Mises was not generally sympathetic to the social goals of the New Left; commenting on Rothbard’s enthusiasm for the 1960s student radicals, Mises wrote, “It’s sad to see a brilliant mind go to pot that way.”1
Still, Mises had more sympathy for some of those goals than for others. The New Left, like the Old, sympathized with workers and peasants in their struggles with employers and landowners respectively. Mises’s enthusiasm for the workers’ cause seems to have been rather limited, inasmuch as he described them as “dull beneficiaries of the capitalistic system” who “indulge in the delusion that it is their own performance of routine jobs that creates all these marvels.”11
The possibility that employees’ contribution to the specifically intellectual and entrepreneurial achievements of their employers might be non-negligible does not seem to have occurred to him — though to those with experience as employees in supporting roles it will seem all too familiar.
Mises also had little sympathy for labor unions, which he regarded as primarily cartels to secure monopoly prices for labor — which, I note in passing, is a more accurate characterization of the conservative unions that have secured preferment within the corporatist establishment than of the more radical unions with which early libertarians, as well as the New Left, sympathized.
Still, we learn from the Hülsmann biography that when Mises’s student Fritz Machlup expressed a wish that it might be possible to outlaw labor unions, or at least to circumvent their influence by legally forbidding private wages to increase at a faster rate than 10% in three years, Mises replied with asperity: “I reject any outlawing or limitation of the liberty of association.”12
Mises’s sympathies with the peasants’ cause seem stronger, however, than his sympathies with the cause of industrial laborers:
Nowhere and at no time has the large scale ownership of land come into being through the working of economic forces in the market.

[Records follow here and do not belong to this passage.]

//! Caching layer: one stable view of an impure input across competing patterns.
//!
//! An alternation probes one input with several candidate patterns. If the
//! input reads through accessors with side effects, or is a one-pass
//! generator, each candidate could see different data. [`CachedValue`] makes
//! every candidate observe the same values for the same logical reads:
//!
//! - `Object` inputs become a [`CachedRecord`]: each property is read from the
//!   source at most once and the result is reused.
//! - `Sequence` inputs become a [`SequenceCache`]: a shared backtracking
//!   [`Cursor`], with every [`view`](CachedValue::view) replaying from
//!   position 0.
//! - Plain subtrees are passed through untouched.
//!
//! Caching is recursive and lazy: nested objects and sequences are wrapped
//! when first reached, never eagerly walked.
//!
//! ```
//! use rematch::{CachedValue, Value};
//!
//! let generator = Value::sequence((1..=3).map(Value::from));
//! let cache = CachedValue::new(&generator);
//!
//! let Value::Sequence(a) = cache.view().into_owned() else { unreachable!() };
//! let Value::Sequence(b) = cache.view().into_owned() else { unreachable!() };
//! assert_eq!(a.take(2).collect::<Vec<_>>(), vec![Value::from(1), Value::from(2)]);
//! assert_eq!(b.collect::<Vec<_>>(), vec![Value::from(1), Value::from(2), Value::from(3)]);
//! ```

use std::borrow::Cow;
use std::collections::{BTreeMap, HashMap};
use std::fmt;
use std::sync::{Arc, Mutex, OnceLock, PoisonError};

use tracing::{debug, trace};

use crate::cursor::Checkpoint;
use crate::value::{RecordSource, Sequence};
use crate::{Cursor, Value};

/// A memoizing wrapper around one input value.
///
/// Build one per alternation; drop it when the alternation resolves.
#[derive(Debug)]
pub struct CachedValue<'a> {
    root: Node<'a>,
}

impl<'a> CachedValue<'a> {
    /// Wrap `value`. Nothing is read from the input yet.
    #[must_use]
    pub fn new(value: &'a Value) -> Self {
        Self {
            root: Node::borrowed(value),
        }
    }

    /// The value to hand to one candidate pattern.
    ///
    /// Plain inputs are returned as borrowed. Each call replays cached
    /// sequences from the start.
    #[must_use]
    pub fn view(&self) -> Cow<'_, Value> {
        self.root.view()
    }

    /// Returns `true` if the input has nothing to cache.
    #[must_use]
    pub fn is_passthrough(&self) -> bool {
        matches!(self.root, Node::Pure(_))
    }
}

enum Node<'a> {
    Pure(Cow<'a, Value>),
    Object(Arc<CachedRecord>),
    Sequence(SequenceCache),
    Array(Vec<Node<'a>>),
    Record(BTreeMap<String, Node<'a>>),
}

impl<'a> Node<'a> {
    fn borrowed(value: &'a Value) -> Self {
        if value.is_plain() {
            return Self::Pure(Cow::Borrowed(value));
        }
        match value {
            Value::Object(source) => Self::Object(Arc::new(CachedRecord::new(Arc::clone(source)))),
            Value::Sequence(seq) => Self::Sequence(SequenceCache::new(seq.clone())),
            Value::Array(items) => Self::Array(items.iter().map(Node::borrowed).collect()),
            Value::Record(fields) => Self::Record(
                fields
                    .iter()
                    .map(|(k, v)| (k.clone(), Node::borrowed(v)))
                    .collect(),
            ),
            other => Self::Pure(Cow::Borrowed(other)),
        }
    }

    fn view(&self) -> Cow<'_, Value> {
        match self {
            Self::Pure(value) => Cow::Borrowed(value.as_ref()),
            Self::Object(record) => {
                let source: Arc<dyn RecordSource> = Arc::clone(record) as Arc<dyn RecordSource>;
                Cow::Owned(Value::Object(source))
            }
            Self::Sequence(cache) => Cow::Owned(Value::Sequence(cache.replay())),
            Self::Array(nodes) => Cow::Owned(Value::Array(
                nodes.iter().map(|n| n.view().into_owned()).collect(),
            )),
            Self::Record(nodes) => Cow::Owned(Value::Record(
                nodes
                    .iter()
                    .map(|(k, n)| (k.clone(), n.view().into_owned()))
                    .collect(),
            )),
        }
    }
}

impl Node<'static> {
    fn owned(value: Value) -> Self {
        if value.is_plain() {
            return Self::Pure(Cow::Owned(value));
        }
        match value {
            Value::Object(source) => Self::Object(Arc::new(CachedRecord::new(source))),
            Value::Sequence(seq) => Self::Sequence(SequenceCache::new(seq)),
            Value::Array(items) => Self::Array(items.into_iter().map(Node::owned).collect()),
            Value::Record(fields) => Self::Record(
                fields
                    .into_iter()
                    .map(|(k, v)| (k, Node::owned(v)))
                    .collect(),
            ),
            other => Self::Pure(Cow::Owned(other)),
        }
    }
}

impl fmt::Debug for Node<'_> {
    fn fmt(&self, f: &mut fmt::Formatter<'_>) -> fmt::Result {
        match self {
            Self::Pure(value) => f.debug_tuple("Pure").field(value).finish(),
            Self::Object(record) => f.debug_tuple("Object").field(record).finish(),
            Self::Sequence(cache) => f.debug_tuple("Sequence").field(cache).finish(),
            Self::Array(nodes) => f.debug_tuple("Array").field(nodes).finish(),
            Self::Record(nodes) => f.debug_tuple("Record").field(nodes).finish(),
        }
    }
}

// ═══════════════════════════════════════════════════════════════════════════════
// Records
// ═══════════════════════════════════════════════════════════════════════════════

/// A [`RecordSource`] that reads each property of its source at most once.
pub struct CachedRecord {
    source: Arc<dyn RecordSource>,
    keys: OnceLock<Vec<String>>,
    memo: Mutex<HashMap<String, Option<Node<'static>>>>,
}

impl CachedRecord {
    /// Wrap `source` with an empty memo.
    #[must_use]
    pub fn new(source: Arc<dyn RecordSource>) -> Self {
        Self {
            source,
            keys: OnceLock::new(),
            memo: Mutex::new(HashMap::new()),
        }
    }

    /// Count of distinct properties read so far.
    #[must_use]
    pub fn reads(&self) -> usize {
        self.memo
            .lock()
            .unwrap_or_else(PoisonError::into_inner)
            .len()
    }
}

impl RecordSource for CachedRecord {
    fn keys(&self) -> Vec<String> {
        self.keys.get_or_init(|| self.source.keys()).clone()
    }

    fn get(&self, key: &str) -> Option<Value> {
        let mut memo = self.memo.lock().unwrap_or_else(PoisonError::into_inner);
        if let Some(node) = memo.get(key) {
            debug!(key, "property cache hit");
            return node.as_ref().map(|n| n.view().into_owned());
        }
        trace!(key, "property read from source");
        let node = self.source.get(key).map(Node::owned);
        let value = node.as_ref().map(|n| n.view().into_owned());
        memo.insert(key.to_owned(), node);
        value
    }

    fn contains_key(&self, key: &str) -> bool {
        self.keys().iter().any(|k| k == key)
    }

    fn type_name(&self) -> &'static str {
        self.source.type_name()
    }
}

impl fmt::Debug for CachedRecord {
    fn fmt(&self, f: &mut fmt::Formatter<'_>) -> fmt::Result {
        f.debug_struct("CachedRecord")
            .field("source", &self.source)
            .field("reads", &self.reads())
            .finish()
    }
}

// ═══════════════════════════════════════════════════════════════════════════════
// Sequences
// ═══════════════════════════════════════════════════════════════════════════════

struct Pulled {
    cursor: Cursor<'static>,
    nodes: Vec<Node<'static>>,
}

/// A one-pass source behind a shared backtracking cursor.
///
/// Every [`replay`](Self::replay) starts at position 0. Values already
/// pulled are served from the buffer; the source is pulled at most once per
/// position across all replays.
#[derive(Clone)]
pub struct SequenceCache {
    state: Arc<Mutex<Pulled>>,
}

impl SequenceCache {
    /// Wrap `source`. Nothing is pulled yet.
    #[must_use]
    pub fn new(source: Sequence) -> Self {
        Self {
            state: Arc::new(Mutex::new(Pulled {
                cursor: Cursor::new(source),
                nodes: Vec::new(),
            })),
        }
    }

    /// A fresh lazy sequence reading this cache from position 0.
    #[must_use]
    pub fn replay(&self) -> Sequence {
        Sequence::new(Replay {
            state: Arc::clone(&self.state),
            position: 0,
        })
    }

    /// Count of values pulled from the underlying source.
    #[must_use]
    pub fn source_position(&self) -> usize {
        self.state
            .lock()
            .unwrap_or_else(PoisonError::into_inner)
            .cursor
            .source_position()
    }
}

impl fmt::Debug for SequenceCache {
    fn fmt(&self, f: &mut fmt::Formatter<'_>) -> fmt::Result {
        f.debug_struct("SequenceCache")
            .field("source_position", &self.source_position())
            .finish()
    }
}

struct Replay {
    state: Arc<Mutex<Pulled>>,
    position: usize,
}

impl Iterator for Replay {
    type Item = Value;

    fn next(&mut self) -> Option<Value> {
        let mut state = self.state.lock().unwrap_or_else(PoisonError::into_inner);
        let Pulled { cursor, nodes } = &mut *state;
        cursor.jump(Checkpoint::at(self.position));
        let raw = cursor.next()?;
        if self.position == nodes.len() {
            nodes.push(Node::owned(raw));
        }
        let value = nodes.get(self.position).map(|n| n.view().into_owned());
        self.position += 1;
        value
    }
}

It is the result of military and political effort. Founded by violence, it has been upheld by violence and by that alone. As soon as the latifundia are drawn into the sphere of market transactions they begin to crumble, until at last they disappear completely. Neither at their formation nor in their maintenance have economic causes operated. The great landed fortunes did not arise through the economic superiority of large scale ownership, but through violent annexation outside the area of trade…. The non-economic origin of landed fortunes is clearly revealed by the fact that, as a rule, the expropriation by which they have been created in no way alters the manner of production. The old owner remains on the soil under a different legal title and continues to carry on production.13
Hence Mises’s position would seem to be favorable to the New Left goal of returning vast landed estates to the peasants — though, unlike Rothbard, Mises apparently prefers to break up the latifundia by keeping property titles as they are and then letting market forces wear them away, rather than via legal reparations to redistribute property titles as Rothbard favored.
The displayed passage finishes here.